On the other hand, it was the appellant and the victim who were only present in the house (apart from the children) when she suffered the brutal internal injuries due to assault. The appellant has not only failed to explain such injuries but had given a false explanation of suicidal poisoning which fortifies the prosecution case that it was the appellant and the appellant alone who was the author of the brutal injuries leading the homicidal death of victim. 33. A faint plea was raised by the learned counsel for the appellant that the victim had suffered injuries outside her home as her body was found near the bank of the pond as deposed by some of the witnesses.
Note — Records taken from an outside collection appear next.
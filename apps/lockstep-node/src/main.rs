use std::time::Duration;

use anyhow::{Context, Result};
use clap::{Parser, ValueEnum};
use lockstep_bridge::{Bridge, BridgeConfig, IterationId, Tensor, TensorCodec};
use tokio::signal;
use tracing::{info, warn};

mod telemetry;

const ACTIVATIONS: &str = "activations";
const GRADIENTS: &str = "gradients";

#[derive(Debug, Clone, Copy, PartialEq, Eq, ValueEnum)]
enum Role {
    Leader,
    Follower,
}

impl Role {
    fn as_str(self) -> &'static str {
        match self {
            Role::Leader => "leader",
            Role::Follower => "follower",
        }
    }
}

#[derive(Debug, Parser)]
#[command(
    name = "lockstep-node",
    author,
    version,
    about = "Runs one side of a lockstep training session"
)]
struct Cli {
    /// Which side of the session this process plays.
    #[arg(long, value_enum, env = "LOCKSTEP_ROLE", default_value = "leader")]
    role: Role,

    /// Address the inbound listener binds to.
    #[arg(long = "listen", env = "LOCKSTEP_LISTEN_ADDR", default_value = "[::]:50051")]
    listen_addr: String,

    /// Address of the peer's listener.
    #[arg(long = "remote", env = "LOCKSTEP_REMOTE_ADDR", default_value = "127.0.0.1:50052")]
    remote_addr: String,

    #[arg(long, env = "LOCKSTEP_APP_ID", default_value = "test_trainer")]
    app_id: String,

    #[arg(long, env = "LOCKSTEP_RANK", default_value_t = 0)]
    rank: u32,

    #[arg(long, env = "LOCKSTEP_STREAM_QUEUE_SIZE", default_value_t = 1024)]
    stream_queue_size: usize,

    /// Seconds between "still waiting" warnings from a blocked receive.
    #[arg(long, env = "LOCKSTEP_WAITING_ALERT_SECS", default_value_t = 10)]
    waiting_alert_secs: u64,

    /// Number of iterations to run before terminating.
    #[arg(long, default_value_t = 10)]
    iterations: u64,

    /// Rows in each activation batch.
    #[arg(long, default_value_t = 32)]
    batch_size: u64,
}

impl Cli {
    fn bridge_config(&self) -> BridgeConfig {
        BridgeConfig::new(
            self.role.as_str(),
            self.listen_addr.clone(),
            self.remote_addr.clone(),
        )
        .with_app_id(self.app_id.clone())
        .with_rank(self.rank)
        .with_stream_queue_size(self.stream_queue_size)
        .with_waiting_alert_timeout(Duration::from_secs(self.waiting_alert_secs))
    }
}

#[tokio::main]
async fn main() -> Result<()> {
    telemetry::init()?;

    let cli = Cli::parse();
    let config = cli.bridge_config();
    info!(
        role = %config.role,
        listen_addr = %config.listen_addr,
        remote_addr = %config.remote_addr,
        token = %config.token(),
        iterations = cli.iterations,
        "starting lockstep node"
    );

    let bridge = Bridge::tcp(config);
    bridge
        .register_data_block_handler(|request| {
            info!(
                block_id = %request.block_id,
                count = request.count,
                "peer asked to load data block"
            );
            request.count > 0
        })
        .context("failed to register data block handler")?;
    bridge.connect().await.context("failed to connect to peer")?;

    tokio::select! {
        outcome = run(&bridge, cli.role, cli.iterations, cli.batch_size) => {
            if let Err(err) = outcome {
                warn!(error = %err, "session aborted");
                bridge.terminate().await.context("failed to terminate bridge")?;
                return Err(err);
            }
        }
        _ = signal::ctrl_c() => {
            info!("shutdown signal received");
        }
    }

    bridge.terminate().await.context("failed to terminate bridge")?;
    let metrics = bridge.metrics();
    info!(
        sent = metrics.sent,
        inbound_accepted = metrics.inbound_accepted,
        inbound_dropped = metrics.inbound_dropped,
        protocol_anomalies = metrics.protocol_anomalies,
        "lockstep node finished"
    );
    Ok(())
}

async fn run(bridge: &Bridge, role: Role, iterations: u64, batch_size: u64) -> Result<()> {
    let codec = TensorCodec::<f32>::new();
    for _ in 0..iterations {
        let iter_id = bridge.new_iter_id();
        bridge
            .start(iter_id)
            .await
            .with_context(|| format!("failed to start iteration {iter_id}"))?;
        match role {
            Role::Leader => {
                if iter_id == 0 {
                    let loaded = bridge
                        .load_data_block(batch_size, format!("block-{iter_id}"))
                        .await
                        .context("data block request failed")?;
                    info!(loaded, "data block request answered");
                }
                let activations = activations(iter_id, batch_size);
                bridge
                    .send_with(&codec, iter_id, ACTIVATIONS, &activations)
                    .await?;
                let gradients = bridge.receive_with(&codec, iter_id, GRADIENTS).await?;
                info!(
                    iter_id,
                    norm = l2_norm(&gradients.values),
                    "received gradients"
                );
            }
            Role::Follower => {
                let activations = bridge.receive_with(&codec, iter_id, ACTIVATIONS).await?;
                let gradients = Tensor::new(
                    activations.shape.clone(),
                    activations.values.iter().map(|value| value * 0.5).collect(),
                );
                bridge
                    .send_with(&codec, iter_id, GRADIENTS, &gradients)
                    .await?;
            }
        }
        bridge
            .commit()
            .await
            .with_context(|| format!("failed to commit iteration {iter_id}"))?;
    }
    Ok(())
}

fn activations(iter_id: IterationId, batch_size: u64) -> Tensor<f32> {
    let values = (0..batch_size)
        .map(|row| (iter_id + row) as f32 / batch_size.max(1) as f32)
        .collect();
    Tensor::vector(values)
}

fn l2_norm(values: &[f32]) -> f32 {
    values.iter().map(|value| value * value).sum::<f32>().sqrt()
}

#[cfg(test)]
mod tests {
    use super::*;

    #[test]
    fn cli_maps_onto_bridge_config() {
        let cli = Cli::parse_from([
            "lockstep-node",
            "--role",
            "follower",
            "--listen",
            "[::]:6000",
            "--remote",
            "10.0.0.2:6001",
            "--app-id",
            "ctr",
            "--rank",
            "3",
            "--waiting-alert-secs",
            "0",
        ]);
        let config = cli.bridge_config();
        assert_eq!(config.role, "follower");
        assert_eq!(config.listen_addr, "[::]:6000");
        assert_eq!(config.remote_addr, "10.0.0.2:6001");
        assert_eq!(config.token(), "ctr-3");
        assert_eq!(config.alert_interval(), Duration::from_secs(1));
    }

    #[test]
    fn activations_fill_one_row_per_example() {
        let tensor = activations(2, 4);
        assert_eq!(tensor.shape, vec![4]);
        assert_eq!(tensor.values, vec![0.5, 0.75, 1.0, 1.25]);
    }
}
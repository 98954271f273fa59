use lockstep_proto::IterationId;
use lockstep_transport::TransportError;
use thiserror::Error;

use crate::codec::CodecError;

#[derive(Debug, Error)]
pub enum BridgeError {
    #[error("transmit stream was terminated")]
    Terminated,
    #[error("last iteration {current} not finished, cannot start {requested}")]
    IterationNotFinished {
        current: IterationId,
        requested: IterationId,
    },
    #[error("no iteration started")]
    NotStarted,
    #[error("peer committed without sending {name} for iter_id {iter_id}, check model code")]
    PeerCommittedWithoutData { iter_id: IterationId, name: String },
    #[error("peer terminated without sending {name} for iter_id {iter_id}")]
    PeerTerminated { iter_id: IterationId, name: String },
    #[error("transport failed, the session cannot continue")]
    LinkFailed,
    #[error("data block handler already registered")]
    HandlerAlreadyRegistered,
    #[error("invalid configuration {key}={value}")]
    InvalidConfig { key: &'static str, value: String },
    #[error(transparent)]
    Transport(#[from] TransportError),
    #[error(transparent)]
    Codec(#[from] CodecError),
}

pub type BridgeResult<T> = Result<T, BridgeError>;
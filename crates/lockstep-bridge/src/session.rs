use std::sync::{Arc, OnceLock};
use std::time::{Duration, Instant};

use futures::stream::{self, BoxStream, StreamExt};
use lockstep_proto::{IterationId, LoadDataBlockRequest, Payload, TransmitRequest};
use parking_lot::Mutex;
use tokio::sync::Notify;
use tracing::{debug, error, warn};

use crate::error::{BridgeError, BridgeResult};
use crate::metrics::BridgeMetrics;
use crate::state::{BridgeState, CommitReceipt, Lookup};

pub type DataBlockHandler = Arc<dyn Fn(&LoadDataBlockRequest) -> bool + Send + Sync>;

/// Shared state of one paired session: a single lock and a single notifier.
///
/// Every waiter (full queue, empty queue, missing data) re-checks its own
/// predicate after each wakeup, so spurious wakeups are harmless.
pub(crate) struct Session {
    pub(crate) state: Mutex<BridgeState>,
    changed: Notify,
    alert_interval: Duration,
    pub(crate) metrics: BridgeMetrics,
    pub(crate) data_block_handler: OnceLock<DataBlockHandler>,
}

impl Session {
    pub fn new(queue_capacity: usize, alert_interval: Duration) -> Self {
        Self {
            state: Mutex::new(BridgeState::new(queue_capacity)),
            changed: Notify::new(),
            alert_interval,
            metrics: BridgeMetrics::default(),
            data_block_handler: OnceLock::new(),
        }
    }

    pub fn notify_all(&self) {
        self.changed.notify_waiters();
    }

    /// Re-run `poll` under the lock after every state change until it yields.
    async fn wait_until<T, F>(&self, mut poll: F) -> T
    where
        F: FnMut(&mut BridgeState) -> Option<T>,
    {
        loop {
            let notified = self.changed.notified();
            tokio::pin!(notified);
            // Register before checking so a concurrent notify is not lost.
            notified.as_mut().enable();
            let ready = {
                let mut state = self.state.lock();
                poll(&mut *state)
            };
            if let Some(value) = ready {
                return value;
            }
            notified.await;
        }
    }

    /// Poll wrapper that reports a full queue each time the producer has to wait.
    fn blocked_on_full_queue<T>(&self, state: &BridgeState, step: Option<T>) -> Option<T> {
        if step.is_none() {
            BridgeMetrics::bump(&self.metrics.queue_full_waits);
            warn!(
                target = "bridge.queue",
                size = state.outbound.len(),
                capacity = state.outbound.capacity(),
                "transmit stream queue is full"
            );
        }
        step
    }

    pub async fn enqueue(&self, request: TransmitRequest) -> BridgeResult<()> {
        let kind = request.kind();
        let iter_id = request.iter_id();
        let mut request = Some(request);
        self.wait_until(|state| {
            let step = state.try_enqueue(&mut request);
            self.blocked_on_full_queue(state, step)
        })
        .await?;
        BridgeMetrics::bump(&self.metrics.enqueued);
        self.notify_all();
        debug!(target = "bridge.queue", kind, iter_id, "enqueued");
        Ok(())
    }

    pub async fn start(&self, iter_id: IterationId) -> BridgeResult<()> {
        self.wait_until(|state| {
            let step = state.try_start(iter_id);
            self.blocked_on_full_queue(state, step)
        })
        .await
        .inspect_err(|err| error!(target = "bridge", iter_id, error = %err, "start rejected"))?;
        BridgeMetrics::bump(&self.metrics.enqueued);
        self.notify_all();
        debug!(target = "bridge", iter_id, "send start");
        Ok(())
    }

    pub async fn commit(&self) -> BridgeResult<IterationId> {
        let CommitReceipt { iter_id, discarded } = self
            .wait_until(|state| {
                let step = state.try_commit();
                self.blocked_on_full_queue(state, step)
            })
            .await
            .inspect_err(|err| error!(target = "bridge", error = %err, "commit rejected"))?;
        BridgeMetrics::bump(&self.metrics.enqueued);
        BridgeMetrics::add(&self.metrics.entries_discarded, discarded as u64);
        self.notify_all();
        if discarded > 0 {
            debug!(target = "bridge", iter_id, discarded, "dropped received data on commit");
        }
        debug!(target = "bridge", iter_id, "send commit");
        Ok(iter_id)
    }

    /// Lazy sequence consumed by the transport. Ends once the session is
    /// terminated and every queued message has been yielded.
    pub fn outbound_stream(self: Arc<Self>) -> BoxStream<'static, TransmitRequest> {
        stream::unfold(self, |session| async move {
            let next = session
                .wait_until(|state| match state.outbound.pop() {
                    Some(request) => Some(Some(request)),
                    None if state.terminated => Some(None),
                    None => None,
                })
                .await;
            session.notify_all();
            match next {
                Some(request) => {
                    BridgeMetrics::bump(&session.metrics.sent);
                    Some((request, session))
                }
                None => {
                    debug!(target = "bridge.queue", "transmit stream drained");
                    None
                }
            }
        })
        .boxed()
    }

    pub async fn receive(&self, iter_id: IterationId, name: &str) -> BridgeResult<Payload> {
        debug!(target = "bridge.receive", iter_id, name, "waiting to receive");
        let alert = self.alert_interval.max(Duration::from_millis(1));
        let started = Instant::now();
        loop {
            let notified = self.changed.notified();
            tokio::pin!(notified);
            notified.as_mut().enable();
            let lookup = self.state.lock().lookup(iter_id, name);
            match lookup {
                Lookup::Found(payload) => {
                    debug!(
                        target = "bridge.receive",
                        iter_id,
                        name,
                        elapsed_secs = started.elapsed().as_secs_f64(),
                        "received"
                    );
                    return Ok(payload);
                }
                Lookup::PeerCommitted => {
                    let err = BridgeError::PeerCommittedWithoutData {
                        iter_id,
                        name: name.to_string(),
                    };
                    error!(target = "bridge.receive", iter_id, name, "{err}");
                    return Err(err);
                }
                Lookup::PeerTerminated => {
                    let err = BridgeError::PeerTerminated {
                        iter_id,
                        name: name.to_string(),
                    };
                    error!(target = "bridge.receive", iter_id, name, "{err}");
                    return Err(err);
                }
                Lookup::LinkFailed => {
                    error!(target = "bridge.receive", iter_id, name, "transport failed while waiting");
                    return Err(BridgeError::LinkFailed);
                }
                Lookup::Pending => {}
            }
            let elapsed = started.elapsed();
            let into_period = elapsed.as_nanos() % alert.as_nanos();
            let until_alert = alert.saturating_sub(Duration::from_nanos(into_period as u64));
            if tokio::time::timeout(until_alert, notified).await.is_err() {
                BridgeMetrics::bump(&self.metrics.receive_alerts);
                warn!(
                    target = "bridge.receive",
                    iter_id,
                    name,
                    elapsed_secs = started.elapsed().as_secs_f64(),
                    "still waiting to receive"
                );
            }
        }
    }

    pub fn mark_started(&self) -> bool {
        let mut state = self.state.lock();
        !std::mem::replace(&mut state.started, true)
    }

    /// Undo `mark_started` after a connect attempt failed.
    pub fn clear_started(&self) {
        self.state.lock().started = false;
    }

    pub fn is_started(&self) -> bool {
        self.state.lock().started
    }

    /// Returns whether this call flipped the flag.
    pub fn mark_terminated(&self) -> bool {
        let flipped = !std::mem::replace(&mut self.state.lock().terminated, true);
        self.notify_all();
        flipped
    }

    pub fn mark_peer_terminated(&self) {
        self.state.lock().peer_terminated = true;
        self.notify_all();
    }

    /// Fail pending and future calls after the transport broke.
    pub fn mark_link_failed(&self) {
        self.state.lock().link_failed = true;
        self.notify_all();
    }
}
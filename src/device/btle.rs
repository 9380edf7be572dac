use std::collections::HashMap;
use std::sync::{Arc, Mutex};
use async_trait::async_trait;
use base64::prelude::BASE64_STANDARD;
use base64::Engine;
use btleplug::api::{Central, CentralEvent, CentralState, Manager as _, Peripheral as _, ScanFilter, WriteType};
use btleplug::platform::{Adapter, Manager, Peripheral};
use futures::future::ready;
use futures::{stream, StreamExt};
use log::{debug, info, warn};

use crate::device::adapter::RadioAdapter;
use crate::device::types::{
    AdapterEvent, AdapterEventStream, PeripheralId, PeripheralRef, ServiceInfo, WriteTarget,
};
use crate::error::AdapterError;

type PeripheralTable = Arc<Mutex<HashMap<PeripheralId, Peripheral>>>;

/// Radio adapter backed by btleplug, using every bluetooth adapter the platform reports.
pub struct BtleAdapter {
    adapters: Vec<Adapter>,
    peripherals: PeripheralTable,
}

impl BtleAdapter {
    pub async fn new() -> Result<Self, AdapterError> {
        let manager = Manager::new().await?;
        let adapters = manager.adapters().await?;

        if adapters.is_empty() {
            return Err(AdapterError::NoAdapter);
        }
        for adapter in &adapters {
            info!("Using adapter {}", adapter.adapter_info().await.unwrap_or("UNKNOWN".to_string()));
        }

        Ok(BtleAdapter {
            adapters,
            peripherals: Arc::new(Mutex::new(HashMap::new())),
        })
    }

    fn peripheral(&self, id: &PeripheralId) -> Result<Peripheral, AdapterError> {
        let peripherals = self.peripherals.lock().expect("Failed to lock peripheral table");
        peripherals.get(id).cloned().ok_or_else(|| AdapterError::UnknownPeripheral(id.to_string()))
    }
}

/// Anything but powered on means the radio can no longer scan or hold a link.
fn radio_failure_for(state: CentralState) -> Option<String> {
    match state {
        CentralState::PoweredOn => None,
        CentralState::PoweredOff => Some("adapter powered off".to_string()),
        other => Some(format!("adapter state {:?}", other)),
    }
}

async fn resolve_event(adapter: Adapter, peripherals: PeripheralTable, event: CentralEvent) -> Option<AdapterEvent> {
    match event {
        CentralEvent::DeviceDiscovered(id) | CentralEvent::DeviceUpdated(id) => {
            let peripheral = match adapter.peripheral(&id).await {
                Ok(peripheral) => peripheral,
                Err(err) => {
                    warn!("Failed to query BLE adapter for peripheral: {}", err);
                    return None;
                },
            };

            let properties = match peripheral.properties().await {
                Ok(Some(properties)) => properties,
                Ok(None) => {
                    debug!("Peripheral has no properties");
                    return None;
                },
                Err(err) => {
                    warn!("Could not query peripheral for properties: {:?}", err);
                    return None;
                },
            };

            // nameless advertisements can never match the name filter
            let name = properties.local_name?;
            let id = PeripheralId::new(id.to_string());
            peripherals
                .lock()
                .expect("Failed to lock peripheral table")
                .insert(id.clone(), peripheral);

            Some(AdapterEvent::Advertisement(PeripheralRef { id, name }))
        },
        CentralEvent::DeviceDisconnected(id) => {
            Some(AdapterEvent::Disconnected(PeripheralId::new(id.to_string())))
        },
        CentralEvent::StateUpdate(state) => {
            info!("Adapter state changed to {:?}", state);
            radio_failure_for(state).map(AdapterEvent::RadioFailure)
        },
        _ => None,
    }
}

#[async_trait]
impl RadioAdapter for BtleAdapter {
    async fn events(&self) -> Result<AdapterEventStream, AdapterError> {
        let mut streams = Vec::with_capacity(self.adapters.len());

        for adapter in &self.adapters {
            let events = adapter.events().await?;
            let adapter = adapter.clone();
            let peripherals = self.peripherals.clone();

            streams.push(
                events
                    .then(move |event| resolve_event(adapter.clone(), peripherals.clone(), event))
                    .filter_map(ready)
                    .boxed(),
            );
        }

        Ok(stream::select_all(streams).boxed())
    }

    async fn start_scan(&self) -> Result<(), AdapterError> {
        // names are matched by the registry, some peripherals do not advertise their services
        for adapter in &self.adapters {
            adapter.start_scan(ScanFilter::default()).await?;
        }
        Ok(())
    }

    async fn stop_scan(&self) -> Result<(), AdapterError> {
        for adapter in &self.adapters {
            adapter.stop_scan().await?;
        }
        Ok(())
    }

    async fn connect(&self, peripheral: &PeripheralId) -> Result<(), AdapterError> {
        self.peripheral(peripheral)?.connect().await?;
        Ok(())
    }

    async fn discover_services(&self, peripheral: &PeripheralId) -> Result<Vec<ServiceInfo>, AdapterError> {
        let peripheral = self.peripheral(peripheral)?;
        peripheral.discover_services().await?;

        Ok(peripheral
            .services()
            .into_iter()
            .map(|service| ServiceInfo {
                uuid: service.uuid,
                characteristics: service.characteristics.iter().map(|c| c.uuid).collect(),
            })
            .collect())
    }

    async fn write_with_response(
        &self,
        peripheral: &PeripheralId,
        target: &WriteTarget,
        payload: &str,
    ) -> Result<(), AdapterError> {
        let peripheral = self.peripheral(peripheral)?;
        let characteristic = peripheral
            .characteristics()
            .into_iter()
            .find(|c| c.service_uuid == target.service && c.uuid == target.characteristic)
            .ok_or(AdapterError::MissingCharacteristic)?;

        // btleplug takes raw bytes, the framing only exists for the session's transport contract
        let value = BASE64_STANDARD.decode(payload)?;
        peripheral.write(&characteristic, &value, WriteType::WithResponse).await?;
        Ok(())
    }

    async fn disconnect(&self, peripheral: &PeripheralId) -> Result<(), AdapterError> {
        self.peripheral(peripheral)?.disconnect().await?;
        Ok(())
    }
}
It is possible that subsequent to the injuries suffered by the victim when she had become unconscious she had been brought out of the room but in the face of clear and convincing evidence that she was in the room with her husband when she suffered the homicidal injuries. I am of the opinion that the prosecution case cannot be said to suffer a dent on such score. 34. For the aforesaid reasons, I uphold the conviction and sentence of the appellant. The appeal is dismissed. 35. Bail bond of the appellant is cancelled. He is directed to surrender forthwith before the trial Court and serve out the sentence in accordance with law. 36. Period of detention suffered by the appellant during investigation, enquiry and trial shall be set off from the substantive period of sentence imposed upon him in terms of 428 of the Code of Criminal Procedure. 37. Copy of the judgment along with LCR be sent down to the trial Court at once. 38. Urgent photostat certified copy of the judgment, if applied for, be given to the parties on priority basis.